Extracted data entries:
-----

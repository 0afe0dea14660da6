//! Language tags for `Accept-Language`

pub const COMMON: &[&str] = &[
    "en-US", "en", "en-GB", "de-DE", "de", "fr-FR", "fr", "es-ES", "es", "it-IT", "it",
    "pt-BR", "pt", "nl-NL", "nl", "pl-PL", "pl", "ru-RU", "ru", "uk-UA", "uk", "tr-TR", "tr",
    "ja-JP", "ja", "zh-CN", "zh", "ko-KR", "ko", "sv-SE", "sv",
];

pub const ALL: &[&str] = &[
    "af", "af-ZA", "am", "am-ET", "ar", "ar-AE", "ar-EG", "ar-SA", "az", "az-AZ", "be",
    "be-BY", "bg", "bg-BG", "bn", "bn-BD", "bn-IN", "bs", "bs-BA", "ca", "ca-ES", "cs",
    "cs-CZ", "cy", "cy-GB", "da", "da-DK", "de", "de-AT", "de-CH", "de-DE", "el", "el-GR",
    "en", "en-AU", "en-CA", "en-GB", "en-IE", "en-IN", "en-NZ", "en-US", "en-ZA", "es",
    "es-AR", "es-CL", "es-CO", "es-ES", "es-MX", "es-US", "et", "et-EE", "eu", "eu-ES", "fa",
    "fa-IR", "fi", "fi-FI", "fil", "fil-PH", "fr", "fr-BE", "fr-CA", "fr-CH", "fr-FR", "ga",
    "ga-IE", "gl", "gl-ES", "gu", "gu-IN", "he", "he-IL", "hi", "hi-IN", "hr", "hr-HR", "hu",
    "hu-HU", "hy", "hy-AM", "id", "id-ID", "is", "is-IS", "it", "it-CH", "it-IT", "ja",
    "ja-JP", "ka", "ka-GE", "kk", "kk-KZ", "km", "km-KH", "kn", "kn-IN", "ko", "ko-KR", "lo",
    "lo-LA", "lt", "lt-LT", "lv", "lv-LV", "mk", "mk-MK", "ml", "ml-IN", "mn", "mn-MN", "mr",
    "mr-IN", "ms", "ms-MY", "mt", "mt-MT", "my", "my-MM", "nb", "nb-NO", "ne", "ne-NP", "nl",
    "nl-BE", "nl-NL", "nn", "nn-NO", "pa", "pa-IN", "pl", "pl-PL", "pt", "pt-BR", "pt-PT",
    "ro", "ro-RO", "ru", "ru-RU", "si", "si-LK", "sk", "sk-SK", "sl", "sl-SI", "sq", "sq-AL",
    "sr", "sr-RS", "sv", "sv-FI", "sv-SE", "sw", "sw-KE", "ta", "ta-IN", "te", "te-IN", "th",
    "th-TH", "tr", "tr-TR", "uk", "uk-UA", "ur", "ur-PK", "uz", "uz-UZ", "vi", "vi-VN", "zh",
    "zh-CN", "zh-HK", "zh-TW", "zu", "zu-ZA",
];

-----

Repeat the full set of records above character for character.

Result below:
repository 0afe0dea14660da6
//! Language tags for `Accept-Language`

pub const COMMON: &[&str] = &[
    "en-US", "en", "en-GB", "de-DE", "de", "fr-FR", "fr", "es-ES", "es", "it-IT", "it",
    "pt-BR", "pt", "nl-NL", "nl", "pl-PL", "pl", "ru-RU", "ru", "uk-UA", "uk", "tr-TR", "tr",
    "ja-JP", "ja", "zh-CN", "zh", "ko-KR", "ko", "sv-SE", "sv",
];

pub const ALL: &[&str] = &[
    "af", "af-ZA", "am", "am-ET", "ar", "ar-AE", "ar-EG", "ar-SA", "az", "az-AZ", "be",
    "be-BY", "bg", "bg-BG", "bn", "bn-BD", "bn-IN", "bs", "bs-BA", "ca", "ca-ES", "cs",
    "cs-CZ", "cy", "cy-GB", "da", "da-DK", "de", "de-AT", "de-CH", "de-DE", "el", "el-GR",
    "en", "en-AU", "en-CA", "en-GB", "en-IE", "en-IN", "en-NZ", "en-US", "en-ZA", "es",
    "es-AR", "es-CL", "es-CO", "es-ES", "es-MX", "es-US", "et", "et-EE", "eu", "eu-ES", "fa",
    "fa-IR", "fi", "fi-FI", "fil", "fil-PH", "fr", "fr-BE", "fr-CA", "fr-CH", "fr-FR", "ga",
    "ga-IE", "gl", "gl-ES", "gu", "gu-IN", "he", "he-IL", "hi", "hi-IN", "hr", "hr-HR", "hu",
    "hu-HU", "hy", "hy-AM", "id", "id-ID", "is", "is-IS", "it", "it-CH", "it-IT", "ja",
    "ja-JP", "ka", "ka-GE", "kk", "kk-KZ", "km", "km-KH", "kn", "kn-IN", "ko", "ko-KR", "lo",
    "lo-LA", "lt", "lt-LT", "lv", "lv-LV", "mk", "mk-MK", "ml", "ml-IN", "mn", "mn-MN", "mr",
    "mr-IN", "ms", "ms-MY", "mt", "mt-MT", "my", "my-MM", "nb", "nb-NO", "ne", "ne-NP", "nl",
    "nl-BE", "nl-NL", "nn", "nn-NO", "pa", "pa-IN", "pl", "pl-PL", "pt", "pt-BR", "pt-PT",
    "ro", "ro-RO", "ru", "ru-RU", "si", "si-LK", "sk", "sk-SK", "sl", "sl-SI", "sq", "sq-AL",
    "sr", "sr-RS", "sv", "sv-FI", "sv-SE", "sw", "sw-KE", "ta", "ta-IN", "te", "te-IN", "th",
    "th-TH", "tr", "tr-TR", "uk", "uk-UA", "ur", "ur-PK", "uz", "uz-UZ", "vi", "vi-VN", "zh",
    "zh-CN", "zh-HK", "zh-TW", "zu", "zu-ZA",
];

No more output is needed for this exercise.